The body whorl bears 19–21 strong, slightly oblique to nearly orthocline (running perfectly straight, at a 90° angle (perpendicular) to the shell's axis) axial folds on and below the shoulder, while the penultimate whorl bears 16–20 folds. These folds reach the lower suture on the teleoconch whorls and disappear shortly below the shoulder on the body whorl. The interspaces between the folds are narrower than the folds themselves.

The spiral sculpture is very distinct and consists of closely spaced, rounded cords of similar width that extend over the entire shell. On the subsutural ramp, the cords are weaker than on and below the shoulder. The intervals between the cords are usually about half the cord width and only rarely equal to it. On the body whorl, there are about 30 cords on and below the shoulder.
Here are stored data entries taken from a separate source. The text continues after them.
//! End-to-end statement building over a small blog schema.

use sqlgram::prelude::*;
use sqlgram::select;

fn schema() -> Meta {
    let mut meta = Meta::new();
    meta.add_table("users").add_column("id").add_column("name");
    meta.add_table("articles")
        .add_column("id")
        .add_column("author")
        .add_column("title");
    meta
}

#[test]
fn select_whole_table() {
    let meta = schema();
    let users = meta.t("users").unwrap();

    let (sql, params) = select([users]).to_sql_args();
    assert_eq!(sql, "SELECT users.id, users.name FROM users");
    assert!(params.is_empty());
}

#[test]
fn select_with_equality_filter() {
    let meta = schema();
    let users = meta.t("users").unwrap();

    let (sql, params) = select([users])
        .where_(equal(users.c("name").unwrap(), "foo"))
        .to_sql_args();
    assert_eq!(
        sql,
        "SELECT users.id, users.name FROM users WHERE users.name = ?"
    );
    assert_eq!(params, vec![Value::from("foo")]);
}

#[test]
fn select_with_disjunction() {
    let meta = schema();
    let users = meta.t("users").unwrap();
    let name = users.c("name").unwrap();

    let (sql, params) = select([users])
        .where_(or(equal(name, "foo"), equal(name, "bar")))
        .to_sql_args();
    assert_eq!(
        sql,
        "SELECT users.id, users.name FROM users WHERE (users.name = ? OR users.name = ?)"
    );
    assert_eq!(params, vec![Value::from("foo"), Value::from("bar")]);
}

#[test]
fn join_group_order_limit() {
    let meta = schema();
    let users = meta.t("users").unwrap();
    let articles = meta.t("articles").unwrap();

    let (sql, params) = select![
        articles.c("id").unwrap(),
        users.c("name").unwrap().alias("author"),
    ]
    .join(
        articles,
        equal(users.c("id").unwrap(), articles.c("author").unwrap()),
    )
    .where_(equal(users.c("name").unwrap(), "foo"))
    .group_by([users.c("name").unwrap()])
    .order_by([users.c("name").unwrap().desc()])
    .limit(10)
    .to_sql_args();

    assert_eq!(
        sql,
        "SELECT articles.id, users.name AS author FROM users JOIN articles ON users.id = articles.author \
         WHERE users.name = ? GROUP BY users.name ORDER BY users.name DESC LIMIT ?"
    );
    assert_eq!(params, vec![Value::from("foo"), Value::UInt(10)]);
}

#[test]
fn select_from_aliased_selection() {
    let meta = schema();
    let users = meta.t("users").unwrap();
    let u = select([users]).alias("u");

    let (sql, params) = select([&u]).to_sql_args();
    assert_eq!(
        sql,
        "SELECT u.id, u.name FROM (SELECT users.id, users.name FROM users) AS u"
    );
    assert!(params.is_empty());
}

#[test]
fn insert_single_column() {
    let meta = schema();
    let users = meta.t("users").unwrap();

    let (sql, params) = insert(users, values! { "id" => 1 })
        .unwrap()
        .to_sql_args();
    assert_eq!(sql, "INSERT INTO users (id) VALUES (?)");
    assert_eq!(params, vec![Value::Int(1)]);

    let err = insert(users, values! { "unknown" => 1 }).unwrap_err();
    assert!(matches!(err, BuildError::UnknownColumn { .. }));
}

#[test]
fn postgres_equality_filter() {
    let meta = schema();
    let users = meta.t("users").unwrap();

    let (sql, params) = Builder::new()
        .with_dialect(Dialect::PostgreSql)
        .string_args(&select([users]).where_(equal(users.c("name").unwrap(), "foo")));
    assert_eq!(
        sql,
        "SELECT users.id, users.name FROM users WHERE users.name = $1"
    );
    assert_eq!(params, vec![Value::from("foo")]);
}

#[test]
fn articles_per_author_report() {
    let meta = schema();
    let users = meta.t("users").unwrap();
    let articles = meta.t("articles").unwrap();

    let per_author = select![articles.c("author").unwrap(), count!().alias("total")]
        .group_by([articles.c("author").unwrap()])
        .alias("per_author");

    let (sql, params) = Builder::new()
        .with_dialect(Dialect::PostgreSql)
        .with_separate_clause_with("\n")
        .string_args(
            &select![users.c("name").unwrap(), per_author.c("total").unwrap()]
                .join(
                    &per_author,
                    equal(per_author.c("author").unwrap(), users.c("id").unwrap()),
                )
                .where_(greater_than(per_author.c("total").unwrap(), 3))
                .order_by([per_author.c("total").unwrap().desc()])
                .limit(5),
        );

    assert_eq!(
        sql,
        "SELECT users.name, per_author.total\n\
         FROM users JOIN (SELECT articles.author, COUNT(*) AS total\n\
         FROM articles\n\
         GROUP BY articles.author) AS per_author ON per_author.author = users.id\n\
         WHERE per_author.total > $1\n\
         ORDER BY per_author.total DESC\n\
         LIMIT $2"
    );
    assert_eq!(params, vec![Value::Int(3), Value::UInt(5)]);
}

#[test]
fn update_and_delete_by_id() {
    let meta = schema();
    let articles = meta.t("articles").unwrap();
    let id = articles.c("id").unwrap();

    let (sql, params) = update(articles, values! { "title" => "Hello", "author" => 2 })
        .unwrap()
        .where_(equal(id, 7))
        .to_sql_args();
    assert_eq!(
        sql,
        "UPDATE articles SET author = ?, title = ? WHERE articles.id = ?"
    );
    assert_eq!(
        params,
        vec![Value::Int(2), Value::from("Hello"), Value::Int(7)]
    );

    let (sql, params) = delete(articles)
        .unwrap()
        .where_(in_list(id, [1, 2]))
        .to_sql_args();
    assert_eq!(sql, "DELETE FROM articles WHERE articles.id IN (?, ?)");
    assert_eq!(params.len(), 2);
}

#[test]
fn case_insensitive_lookup() {
    let meta = schema();
    let users = meta.t("USERS").unwrap();
    assert_eq!(users.name(), "users");
    assert_eq!(users.c("Name").unwrap().name(), "name");
}
impl Selection {
    pub fn new() -> Self {
        Self::default()
    }

    /// Add one more item to the select list.
    pub fn column(mut self, item: impl Into<Operand>) -> Self {
        self.push_item(item.into());
        self
    }

    pub fn root(&self) -> Option<&SelectRoot> {
        self.root.as_ref()
    }

    pub fn query(&self) -> Option<&QuerySpecification> {
        self.root.as_ref().map(SelectRoot::query_specification)
    }

    pub fn cursor(&self) -> Option<CursorSpecification> {
        self.root.as_ref().map(SelectRoot::to_cursor)
    }

    pub fn subquery(&self) -> Option<Subquery> {
        self.cursor().map(Subquery::from)
    }

    /// Projected column by name (or projection alias).
    pub fn c(&self, name: &str) -> Option<&Column> {
        crate::meta::lookup(&self.columns, name)
    }

    pub fn columns_sorted(&self) -> Vec<&Column> {
        self.columns.values().collect()
    }

    /// Add a search condition, ANDed with any existing one.
    pub fn where_(mut self, condition: impl Into<Operand>) -> Self {
        let condition = must(
            "where",
            "condition",
            coerce::boolean_value_expression(condition.into()),
        );
        let referred = condition.referred();
        let table_expression = &mut self.query_mut().table_expression;
        table_expression.where_clause = Some(match table_expression.where_clause.take() {
            Some(existing) => existing.and(condition),
            None => condition,
        });
        self.add_from(&referred);
        self
    }

    pub fn group_by<I>(mut self, columns: I) -> Self
    where
        I: IntoIterator,
        I::Item: Into<Operand>,
    {
        let columns: Vec<ColumnReference> = columns
            .into_iter()
            .map(|c| must("group_by", "columns", coerce::column_reference(c.into())))
            .collect();
        let referred = columns.referred();
        let group_by = self
            .query_mut()
            .table_expression
            .group_by
            .get_or_insert_with(GroupByClause::default);
        group_by
            .sets
            .extend(columns.into_iter().map(OrdinaryGroupingSet));
        self.add_from(&referred);
        self
    }

    /// Add a HAVING condition, ANDed with any existing one.
    pub fn having(mut self, condition: impl Into<Operand>) -> Self {
        let condition = must(
            "having",
            "condition",
            coerce::boolean_value_expression(condition.into()),
        );
        let referred = condition.referred();
        let table_expression = &mut self.query_mut().table_expression;
        table_expression.having = Some(match table_expression.having.take() {
            Some(existing) => existing.and(condition),
            None => condition,
        });
        self.add_from(&referred);
        self
    }

    pub fn order_by<I>(mut self, specs: I) -> Self
    where
        I: IntoIterator,
        I::Item: Into<Operand>,
    {
        let specs: Vec<SortSpecification> = specs
            .into_iter()
            .map(|s| must("order_by", "specs", coerce::sort_specification(s.into())))
            .collect();
        let referred = specs.referred();
        self.cursor_mut()
            .order_by
            .get_or_insert_with(OrderByClause::default)
            .sort
            .extend(specs);
        self.add_from(&referred);
        self
    }

    pub fn limit(mut self, count: u64) -> Self {
        self.cursor_mut().limit = Some(LimitClause {
            count,
            offset: None,
        });
        self
    }

    pub fn limit_with_offset(mut self, count: u64, offset: u64) -> Self {
        self.cursor_mut().limit = Some(LimitClause {
            count,
            offset: Some(offset),
        });
        self
    }

    /// Replace the select list with `COUNT(*)`.
    pub fn count(mut self) -> Self {
        self.query_mut().select_list = vec![DerivedColumn::new(
            NonParenthesizedValueExpressionPrimary::SetFunction(AggregateFunction::CountStar)
                .into(),
        )];
        self.columns.clear();
        self
    }

    /// `SELECT DISTINCT`
    pub fn distinct(mut self) -> Self {
        self.query_mut().quantifier = Some(SetQuantifier::Distinct);
        self
    }

    /// Name this selection for use as a derived table.
    pub fn alias(&self, name: impl Into<String>) -> DerivedTable {
        match &self.root {
            Some(root) => DerivedTable::new(name, root.to_cursor()),
            None => fatal(Misuse::NoSelect),
        }
    }

    /// `JOIN target ON on`
    pub fn join(self, target: impl Into<Operand>, on: impl Into<Operand>) -> Self {
        self.qualified_join("join", JoinType::Unspecified, target.into(), on.into())
    }

    pub fn inner_join(self, target: impl Into<Operand>, on: impl Into<Operand>) -> Self {
        self.qualified_join("inner_join", JoinType::Inner, target.into(), on.into())
    }

    pub fn outer_join(
        self,
        target: impl Into<Operand>,
        on: impl Into<Operand>,
        kind: OuterJoinType,
    ) -> Self {
        self.qualified_join("outer_join", JoinType::Outer(kind), target.into(), on.into())
    }

    pub fn left_join(self, target: impl Into<Operand>, on: impl Into<Operand>) -> Self {
        self.outer_join(target, on, OuterJoinType::Left)
    }

    pub fn right_join(self, target: impl Into<Operand>, on: impl Into<Operand>) -> Self {
        self.outer_join(target, on, OuterJoinType::Right)
    }

    pub fn full_join(self, target: impl Into<Operand>, on: impl Into<Operand>) -> Self {
        self.outer_join(target, on, OuterJoinType::Full)
    }

    /// `CROSS JOIN target` against the last FROM entry.
    pub fn cross_join(self, target: impl Into<Operand>) -> Self {
        self.unconditional_join("cross_join", target.into(), |left, right| {
            JoinedTable::Cross { left, right }
        })
    }

    /// `NATURAL JOIN target` against the last FROM entry.
    pub fn natural_join(self, target: impl Into<Operand>) -> Self {
        self.unconditional_join("natural_join", target.into(), |left, right| {
            JoinedTable::Natural {
                left,
                right,
                join_type: JoinType::Unspecified,
            }
        })
    }

    fn qualified_join(
        mut self,
        function: &'static str,
        join_type: JoinType,
        target: Operand,
        on: Operand,
    ) -> Self {
        if self.root.is_none() {
            fatal(Misuse::NoSelect);
        }
        let target = self.join_target(function, target);
        let on = must(function, "on", coerce::boolean_value_expression(on));
        let target_name = target.name().to_string();
        let referents: Vec<RelationRef> = on
            .referred()
            .into_iter()
            .filter(|r| r.name() != target_name)
            .collect();

        let from = &mut self.query_mut().table_expression.from;
        from.retain(|t| !t.is_primary_named(&target_name));
        let missing: Vec<TableReference> = referents
            .iter()
            .filter(|r| !from.iter().any(|t| t.contains(r.name())))
            .map(RelationRef::table_reference)
            .collect();
        let Some(anchor) = from
            .iter()
            .position(|t| referents.iter().any(|r| t.contains(r.name())))
        else {
            fatal(Misuse::UnknownJoinTarget {
                target: target_name,
                referents: referents.iter().map(|r| r.name().to_string()).collect(),
            });
        };

        #[cfg(feature = "tracing")]
        tracing::trace!(
            target: "sqlgram.select",
            join = join_type.keyword(),
            relation = %target_name,
            anchor,
            merged = missing.len(),
            "anchored join"
        );

        // ON may only name relations declared to its left: every FROM entry
        // it mentions and every relation missing from FROM is cross joined
        // onto the anchor.
        let first = from.remove(anchor);
        let (mentioned, mut rest): (Vec<_>, Vec<_>) = std::mem::take(from)
            .into_iter()
            .partition(|t| referents.iter().any(|r| t.contains(r.name())));
        let left = mentioned
            .into_iter()
            .chain(missing)
            .fold(first, |left, right| JoinedTable::Cross { left, right }.into());
        rest.insert(
            anchor,
            JoinedTable::Qualified {
                left,
                right: target.table_reference(),
                join_type,
                on,
            }
            .into(),
        );
        *from = rest;
        self
    }

    fn unconditional_join(
        mut self,
        function: &'static str,
        target: Operand,
        join: impl FnOnce(TableReference, TableReference) -> JoinedTable,
    ) -> Self {
        if self.root.is_none() {
            fatal(Misuse::NoSelect);
        }
        let target = self.join_target(function, target);
        let from = &mut self.query_mut().table_expression.from;
        from.retain(|t| !t.is_primary_named(target.name()));
        match from.pop() {
            Some(left) => from.push(join(left, target.table_reference()).into()),
            None => from.push(target.table_reference()),
        }
        self
    }

    fn join_target(&mut self, function: &'static str, target: Operand) -> RelationRef {
        match target {
            Operand::Table(t) => t.relation(),
            Operand::DerivedTable(d) => d.relation(),
            Operand::Selection(s) => self.derive(&s).relation(),
            other => fatal(Misuse::Coercion {
                function,
                argument: "target",
                source: CoercionError::new("TableReference", other.kind()),
            }),
        }
    }

    fn push_item(&mut self, item: Operand) {
        match item {
            Operand::Table(t) => self.project_all(&t.relation(), t.columns_sorted()),
            Operand::DerivedTable(d) => self.project_all(&d.relation(), d.columns_sorted()),
            Operand::Selection(s) => {
                let derived = self.derive(&s);
                self.project_all(&derived.relation(), derived.columns_sorted());
            }
            Operand::Query(q) => {
                let derived = DerivedTable::new(self.next_derived_name(), (*q).into());
                self.project_all(&derived.relation(), derived.columns_sorted());
            }
            Operand::Column(c) => self.project_column(&c),
            Operand::Aggregate(a) => {
                let (function, alias) = a.into_parts();
                self.project_value(
                    NonParenthesizedValueExpressionPrimary::SetFunction(function).into(),
                    alias,
                );
            }
            Operand::StringFunction(f) => {
                let (function, alias) = f.into_parts();
                self.project_value(
                    CommonValueExpression::from(CharacterValueExpression::from(function)).into(),
                    alias,
                );
            }
            other => {
                let value = must("select", "items", coerce::value_expression(other));
                self.project_value(value, None);
            }
        }
    }

    fn project_all(&mut self, relation: &RelationRef, columns: Vec<&Column>) {
        self.query_or_init();
        self.add_from(std::slice::from_ref(relation));
        for column in columns {
            self.project_column(column);
        }
    }

    fn project_column(&mut self, column: &Column) {
        self.query_or_init().select_list.push(DerivedColumn::new(
            NonParenthesizedValueExpressionPrimary::ColumnReference(column.projection()).into(),
        ));
        self.add_from(std::slice::from_ref(column.owner()));
        let key = column.alias_name().unwrap_or(column.name()).to_string();
        self.columns.insert(key, column.clone());
    }

    fn project_value(&mut self, value: ValueExpression, alias: Option<String>) {
        let referred = value.referred();
        self.query_or_init().select_list.push(DerivedColumn {
            value,
            alias: alias.map(Correlation::new),
        });
        self.add_from(&referred);
    }

    fn derive(&mut self, nested: &Selection) -> DerivedTable {
        match nested.cursor() {
            Some(cursor) => DerivedTable::new(self.next_derived_name(), cursor),
            None => fatal(Misuse::NoSelect),
        }
    }

    /// Next `derivedN` not already exposed in FROM.
    fn next_derived_name(&mut self) -> String {
        loop {
            let name = format!("derived{}", self.derived_seq);
            self.derived_seq += 1;
            let taken = self
                .query()
                .is_some_and(|q| q.table_expression.from.iter().any(|t| t.contains(&name)));
            if !taken {
                return name;
            }
        }
    }

    fn query_or_init(&mut self) -> &mut QuerySpecification {
        self.root
            .get_or_insert_with(|| SelectRoot::Query(empty_query()))
            .query_specification_mut()
    }

    fn query_mut(&mut self) -> &mut QuerySpecification {
        match &mut self.root {
            Some(root) => root.query_specification_mut(),
            None => fatal(Misuse::NoSelect),
        }
    }

    fn cursor_mut(&mut self) -> &mut CursorSpecification {
        let root = match self.root.take() {
            Some(SelectRoot::Query(q)) => SelectRoot::Cursor(q.into()),
            Some(cursor) => cursor,
            None => fatal(Misuse::NoSelect),
        };
        match self.root.insert(root) {
            SelectRoot::Cursor(c) => c,
            SelectRoot::Query(_) => unreachable!("root was promoted to a cursor"),
        }
    }

    fn add_from(&mut self, relations: &[RelationRef]) {
        let from = &mut self.query_or_init().table_expression.from;
        for relation in relations {
            if !from.iter().any(|t| t.contains(relation.name())) {
                from.push(relation.table_reference());
            }
        }
    }
}
//! Convenient imports for typical `sqlgram` usage.
//!
//! ```ignore
//! use sqlgram::prelude::*;
//! ```

pub use crate::{AsStatement, Builder, BuildError, BuildResult, Dialect, Options, Value};
pub use crate::{Column, DerivedTable, Meta, Table};
pub use crate::{DeleteStatement, InsertStatement, Selection, UpdateStatement};
pub use crate::{delete, insert, select, update};

pub use crate::expr::*;
pub use crate::grammar::{
    CharLengthUnits, FoldCase, OuterJoinType, SetFunctionType, TrimSpecification,
};
pub use crate::{count, values};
The shell base is strongly convex and rapidly narrows as it passes into a medium-long, rather narrow siphonal canal that is slightly inclined leftwards. The aperture is rather broad, elongate-oval, and well differentiated from the siphonal canal. A well-developed, white to light yellowish columellar and parietal callus is present. A moderately deep, subsutural, arcuate anal sinus extends across the subsutural ramp and is confluent with the large forward extension of the outer lip.

The radula shows about 25 rows of teeth, of which 11 are nascent. The marginal teeth are duplex and measure approximately 360 µm in length, corresponding to 2.2% of the aperture length excluding the canal. The major limb is moderately broad, lanceolate, and strongly curved. The accessory limb is about half as broad as the major limb, measures roughly 0.7 of the total tooth length, and is inserted into a deep, distinct socket on the dorsal side of the major limb.

==Distribution==
This marine species occurs off Madagascar at depths between 600 m and 700 m.